PROBLEM TO WORK ON
Only the lines holding the string "config" are needed; copy each of them from the data.

WORKING DATA

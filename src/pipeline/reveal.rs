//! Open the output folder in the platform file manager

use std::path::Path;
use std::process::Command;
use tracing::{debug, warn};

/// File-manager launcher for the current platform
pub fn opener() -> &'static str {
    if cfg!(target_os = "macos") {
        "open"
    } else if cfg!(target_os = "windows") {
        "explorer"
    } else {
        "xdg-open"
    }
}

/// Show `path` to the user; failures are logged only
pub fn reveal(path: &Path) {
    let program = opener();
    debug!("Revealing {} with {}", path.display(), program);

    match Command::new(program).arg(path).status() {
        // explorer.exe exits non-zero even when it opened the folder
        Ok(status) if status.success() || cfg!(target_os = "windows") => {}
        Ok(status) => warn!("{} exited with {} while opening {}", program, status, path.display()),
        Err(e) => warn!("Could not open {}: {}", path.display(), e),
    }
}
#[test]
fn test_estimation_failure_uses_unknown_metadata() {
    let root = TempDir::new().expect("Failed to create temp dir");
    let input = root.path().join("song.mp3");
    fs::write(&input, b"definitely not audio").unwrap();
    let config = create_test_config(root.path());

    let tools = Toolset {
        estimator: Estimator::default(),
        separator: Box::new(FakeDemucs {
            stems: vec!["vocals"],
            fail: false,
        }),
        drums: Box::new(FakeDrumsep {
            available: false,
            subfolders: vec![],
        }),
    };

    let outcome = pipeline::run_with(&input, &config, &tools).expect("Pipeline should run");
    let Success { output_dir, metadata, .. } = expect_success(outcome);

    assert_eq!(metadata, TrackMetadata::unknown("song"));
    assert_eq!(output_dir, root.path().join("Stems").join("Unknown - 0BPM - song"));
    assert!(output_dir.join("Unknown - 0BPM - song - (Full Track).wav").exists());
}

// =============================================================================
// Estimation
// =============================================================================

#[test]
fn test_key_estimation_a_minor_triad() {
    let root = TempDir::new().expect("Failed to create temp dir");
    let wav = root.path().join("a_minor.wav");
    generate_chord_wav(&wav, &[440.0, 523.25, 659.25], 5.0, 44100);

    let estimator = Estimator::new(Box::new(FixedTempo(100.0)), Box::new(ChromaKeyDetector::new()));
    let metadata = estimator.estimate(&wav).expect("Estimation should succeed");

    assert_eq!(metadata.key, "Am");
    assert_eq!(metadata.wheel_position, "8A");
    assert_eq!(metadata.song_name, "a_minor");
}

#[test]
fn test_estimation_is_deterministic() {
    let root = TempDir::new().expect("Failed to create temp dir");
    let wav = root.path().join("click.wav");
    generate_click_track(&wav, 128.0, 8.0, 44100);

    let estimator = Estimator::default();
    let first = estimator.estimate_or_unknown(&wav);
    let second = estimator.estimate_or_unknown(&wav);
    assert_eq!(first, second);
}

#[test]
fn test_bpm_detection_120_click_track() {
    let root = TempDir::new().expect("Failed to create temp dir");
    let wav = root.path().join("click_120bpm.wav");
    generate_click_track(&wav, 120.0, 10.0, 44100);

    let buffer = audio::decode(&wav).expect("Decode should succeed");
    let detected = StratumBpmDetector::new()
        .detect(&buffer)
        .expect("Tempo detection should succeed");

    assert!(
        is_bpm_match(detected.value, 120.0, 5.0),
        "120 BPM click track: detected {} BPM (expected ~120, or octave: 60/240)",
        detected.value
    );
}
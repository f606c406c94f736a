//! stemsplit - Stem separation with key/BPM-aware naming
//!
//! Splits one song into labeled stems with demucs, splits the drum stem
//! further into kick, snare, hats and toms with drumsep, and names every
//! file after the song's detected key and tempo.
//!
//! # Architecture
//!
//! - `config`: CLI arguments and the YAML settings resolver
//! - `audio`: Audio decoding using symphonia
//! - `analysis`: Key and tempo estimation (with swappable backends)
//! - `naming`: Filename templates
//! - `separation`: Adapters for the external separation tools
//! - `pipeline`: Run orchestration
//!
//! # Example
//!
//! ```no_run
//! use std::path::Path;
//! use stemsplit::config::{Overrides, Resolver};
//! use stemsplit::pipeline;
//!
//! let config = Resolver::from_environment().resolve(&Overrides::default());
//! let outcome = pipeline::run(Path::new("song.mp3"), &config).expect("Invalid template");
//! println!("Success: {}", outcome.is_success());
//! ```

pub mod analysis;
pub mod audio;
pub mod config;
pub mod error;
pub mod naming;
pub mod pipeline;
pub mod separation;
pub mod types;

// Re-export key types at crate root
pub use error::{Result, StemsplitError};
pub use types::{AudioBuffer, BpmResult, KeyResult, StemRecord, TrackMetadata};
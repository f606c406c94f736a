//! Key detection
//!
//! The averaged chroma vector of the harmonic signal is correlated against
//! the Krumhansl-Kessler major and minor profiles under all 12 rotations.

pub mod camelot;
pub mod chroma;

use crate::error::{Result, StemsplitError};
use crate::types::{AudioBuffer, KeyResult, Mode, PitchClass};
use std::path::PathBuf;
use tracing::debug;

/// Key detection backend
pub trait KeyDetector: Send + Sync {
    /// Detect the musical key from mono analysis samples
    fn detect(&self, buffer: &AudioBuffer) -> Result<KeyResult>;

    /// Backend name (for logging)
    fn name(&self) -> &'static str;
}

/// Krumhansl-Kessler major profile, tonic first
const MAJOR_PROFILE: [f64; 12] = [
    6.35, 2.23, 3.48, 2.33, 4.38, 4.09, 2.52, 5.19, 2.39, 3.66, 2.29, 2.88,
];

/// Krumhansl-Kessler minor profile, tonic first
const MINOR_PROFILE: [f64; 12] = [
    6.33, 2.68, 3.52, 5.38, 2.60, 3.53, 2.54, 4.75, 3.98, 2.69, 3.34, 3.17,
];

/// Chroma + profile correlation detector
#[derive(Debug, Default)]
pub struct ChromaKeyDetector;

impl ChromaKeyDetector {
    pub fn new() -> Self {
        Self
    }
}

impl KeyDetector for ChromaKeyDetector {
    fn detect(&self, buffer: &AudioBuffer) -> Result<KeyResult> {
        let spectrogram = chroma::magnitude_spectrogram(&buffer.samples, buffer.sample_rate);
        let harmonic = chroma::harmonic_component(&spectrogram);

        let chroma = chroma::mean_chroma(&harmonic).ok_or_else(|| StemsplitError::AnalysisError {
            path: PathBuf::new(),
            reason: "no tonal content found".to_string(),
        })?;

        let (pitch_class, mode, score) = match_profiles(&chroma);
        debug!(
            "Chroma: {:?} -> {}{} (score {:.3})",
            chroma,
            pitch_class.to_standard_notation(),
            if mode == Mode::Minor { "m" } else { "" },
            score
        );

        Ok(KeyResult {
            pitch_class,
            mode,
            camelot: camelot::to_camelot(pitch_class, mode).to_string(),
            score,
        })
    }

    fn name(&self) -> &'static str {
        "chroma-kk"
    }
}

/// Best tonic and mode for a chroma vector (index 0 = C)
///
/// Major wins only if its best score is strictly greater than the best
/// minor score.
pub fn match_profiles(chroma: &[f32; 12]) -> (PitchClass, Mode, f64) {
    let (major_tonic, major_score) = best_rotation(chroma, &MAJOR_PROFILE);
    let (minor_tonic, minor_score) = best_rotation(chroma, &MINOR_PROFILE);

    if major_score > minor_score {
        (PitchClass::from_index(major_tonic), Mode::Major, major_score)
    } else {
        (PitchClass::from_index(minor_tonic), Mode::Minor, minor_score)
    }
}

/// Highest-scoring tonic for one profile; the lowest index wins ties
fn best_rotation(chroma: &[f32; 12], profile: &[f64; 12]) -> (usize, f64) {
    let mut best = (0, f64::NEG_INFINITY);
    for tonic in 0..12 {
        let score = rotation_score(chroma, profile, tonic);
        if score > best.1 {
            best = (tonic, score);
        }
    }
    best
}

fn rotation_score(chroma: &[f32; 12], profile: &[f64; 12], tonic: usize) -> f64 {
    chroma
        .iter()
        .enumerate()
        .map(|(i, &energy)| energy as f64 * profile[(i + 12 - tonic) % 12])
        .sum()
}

RESULT
    let config = create_test_config(root.path());
    let outcome = pipeline::run_with(&input, &config, &tools).expect("Pipeline should run");
//! - `config`: CLI arguments and the YAML settings resolver
//! use stemsplit::config::{Overrides, Resolver};
//! let config = Resolver::from_environment().resolve(&Overrides::default());
//! let outcome = pipeline::run(Path::new("song.mp3"), &config).expect("Invalid template");
pub mod config;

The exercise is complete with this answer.